Tuesday, June 25, 2013

Charter schools continue to underperform public schools.

By Marc Jampole
 
The New York Times headline this morning should have read “Charter Schools Continue to Underperform Public Schools.” Instead the Times headline writer went with Charter Schools Are Improving, a Study Says.”

Both are true, but the first is truer because it isn’t taken out of context. Someone could infer from “Charter Schools are Improving…”  that they were better than public schools, particularly since many falsely believe that already, either because they have swallowed the “free market is always better” Kool-Aid  or because they have read so much derogatory right-wing nonsense about public schools and teachers’ union.

Here are the facts: “The National Charter School Study by Stanford University’s Center for Research on Educational Outcomes (CREDO) is the gold standard for comparing the performance of charter schools and public schools.  CREDO released its original study four years ago and released an updated version yesterday. In both studies, neighborhood public schools win over charter schools hands down. 

But charter schools are improving—from very bad to mediocre: In 2009, 37% of charter schools performed worse than the neighborhood public school and only 17% did better. Now 31% do worse than the neighborhood school while 29% do better.  As the Times underscores, charter schools range in quality from state to state: doing better in New York, Michigan and Louisiana, and worse in Pennsylvania, Arizona and Texas, among other states.

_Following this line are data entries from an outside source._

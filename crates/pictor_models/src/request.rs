use pictor_core::{DescriptionRequest, DetailLevel};
use serde::{Deserialize, Serialize};

/// OpenAI-compatible chat completion request
#[derive(Debug, Clone, Serialize, Deserialize, PartialEq, Eq, Hash)]
pub struct ChatCompletionRequest {
    /// Model identifier
    pub model: String,
    /// Conversation messages
    pub messages: Vec<ChatMessage>,
}

/// A message whose content is a list of typed parts
#[derive(Debug, Clone, Serialize, Deserialize, PartialEq, Eq, Hash)]
pub struct ChatMessage {
    /// Role of the message sender (system, user, assistant)
    pub role: String,
    /// Ordered content parts
    pub content: Vec<ContentPart>,
}

impl ChatMessage {
    /// Create a user message
    pub fn user(content: Vec<ContentPart>) -> Self {
        Self {
            role: "user".to_string(),
            content,
        }
    }
}

/// One part of a multimodal message
#[derive(Debug, Clone, Serialize, Deserialize, PartialEq, Eq, Hash)]
#[serde(tag = "type", rename_all = "snake_case")]
pub enum ContentPart {
    /// Plain text
    Text {
        /// The text
        text: String,
    },
    /// Image addressed by URL (remote or data URI)
    ImageUrl {
        /// Image location and detail hint
        image_url: ImageUrl,
    },
}

impl ContentPart {
    /// Create a text part
    pub fn text(text: impl Into<String>) -> Self {
        Self::Text { text: text.into() }
    }

    /// Create an image part
    pub fn image_url(url: impl Into<String>, detail: DetailLevel) -> Self {
        Self::ImageUrl {
            image_url: ImageUrl {
                url: url.into(),
                detail,
            },
        }
    }
}

/// Image location inside an image part
#[derive(Debug, Clone, Serialize, Deserialize, PartialEq, Eq, Hash)]
pub struct ImageUrl {
    /// HTTP(S) URL or `data:` URI
    pub url: String,
    /// Resolution hint
    pub detail: DetailLevel,
}

impl From<&DescriptionRequest> for ChatCompletionRequest {
    /// One user turn: the instruction text followed by the image.
    fn from(request: &DescriptionRequest) -> Self {
        let parts = vec![
            ContentPart::text(request.instruction_text().clone()),
            ContentPart::image_url(request.reference().to_url(), *request.detail_level()),
        ];

        Self {
            model: request.model().clone(),
            messages: vec![ChatMessage::user(parts)],
        }
    }
}
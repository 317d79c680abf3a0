//! Mock chat completion backend for testing.

use async_trait::async_trait;
use pictor_error::{RequestError, RequestErrorKind};
use pictor_models::{ChatCompletion, ChatCompletionRequest, ChatCompletionResponse};
use std::sync::{Arc, Mutex};

/// Behavior configuration for mock responses.
#[derive(Debug, Clone)]
pub enum MockBehavior {
    /// Always return this response
    Respond(ChatCompletionResponse),
    /// Always fail with this error kind
    Error(RequestErrorKind),
}

/// Mock chat completion client.
///
/// Records every request it receives so tests can inspect the wire shape
/// without making real API calls.
#[derive(Clone)]
pub struct MockChatClient {
    behavior: MockBehavior,
    requests: Arc<Mutex<Vec<ChatCompletionRequest>>>,
}

impl MockChatClient {
    /// Create a mock that always answers with `response`.
    pub fn new_response(response: ChatCompletionResponse) -> Self {
        Self {
            behavior: MockBehavior::Respond(response),
            requests: Arc::new(Mutex::new(Vec::new())),
        }
    }

    /// Create a mock that always fails with `kind`.
    pub fn new_error(kind: RequestErrorKind) -> Self {
        Self {
            behavior: MockBehavior::Error(kind),
            requests: Arc::new(Mutex::new(Vec::new())),
        }
    }

    /// Requests received so far.
    pub fn requests(&self) -> Vec<ChatCompletionRequest> {
        self.requests.lock().unwrap().clone()
    }
}

#[async_trait]
impl ChatCompletion for MockChatClient {
    async fn chat_completion(
        &self,
        request: &ChatCompletionRequest,
    ) -> Result<ChatCompletionResponse, RequestError> {
        self.requests.lock().unwrap().push(request.clone());

        match &self.behavior {
            MockBehavior::Respond(response) => Ok(response.clone()),
            MockBehavior::Error(kind) => Err(RequestError::new(kind.clone())),
        }
    }
}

What’s so fascinating to me is that the New York Times would have a misleading headline to a story that was on the whole fairly balanced. The lead sentence, for example, stated that charter schools did poorly in the 2009 study and that the 2013 update merely showed that in a few states, charter schools are improving in some areas.” When the headline clashes with the story content, it is often a sign that the editorial opinion of ownership or the editorial board favors the view expressed in the headline.

The continued mediocre performance of charter schools is not surprising. The business model for the charter school dooms it to failure. While parents may people a board of directors of a charter school, the school typically hires a for-profit company (or a for-profit parading as a non–profit) to run the school. Charter schools pay teachers less money than public schools do, primarily because charters are typically non-unionized. While some of the money saved by paying teachers less may or may not finance more equipment, new books or more teachers, we know that a good part of it is going to higher executive salaries and company profit. Now teachers are like attorneys, accountants, engineers and other professionals. While the highest paid may not be the very best, in general the best get paid the most. So with the best teachers taking the public school jobs, charter schools are left with the least experienced and the less competent.

Let’s face it: The sole purpose of the charter school movement is to destroy teachers’ unions and thereby lower the wage rate of all Americans. It’s part of the 30+ year campaign to transfer wealth from the poor and middle class to the wealthy.  This political agenda, shared by virtually all Republicans and many Democrats,  has four main tenets:
  1. Lower taxes on the wealthy.
  2. Reduce government spending on social welfare programs for the poor and near-poor.
  3. Privatize traditional government services, leading to profit-making opportunities for the wealthy
  4. Destroy unions.
There are many things wrong with the American education system. But charter schools don’t really solve any of them. The charter school movement is a failed experiment.

Let’s pull the plug. Let’s ask our elected representatives to outlaw and dismantle charter schools and instead increase aid to education that will put more teachers in the classroom, reduce the size of classes, give students everywhere access to the Internet and computers, extend gifted programs to lower grades and level the playing field between schools in rich and poor neighborhoods.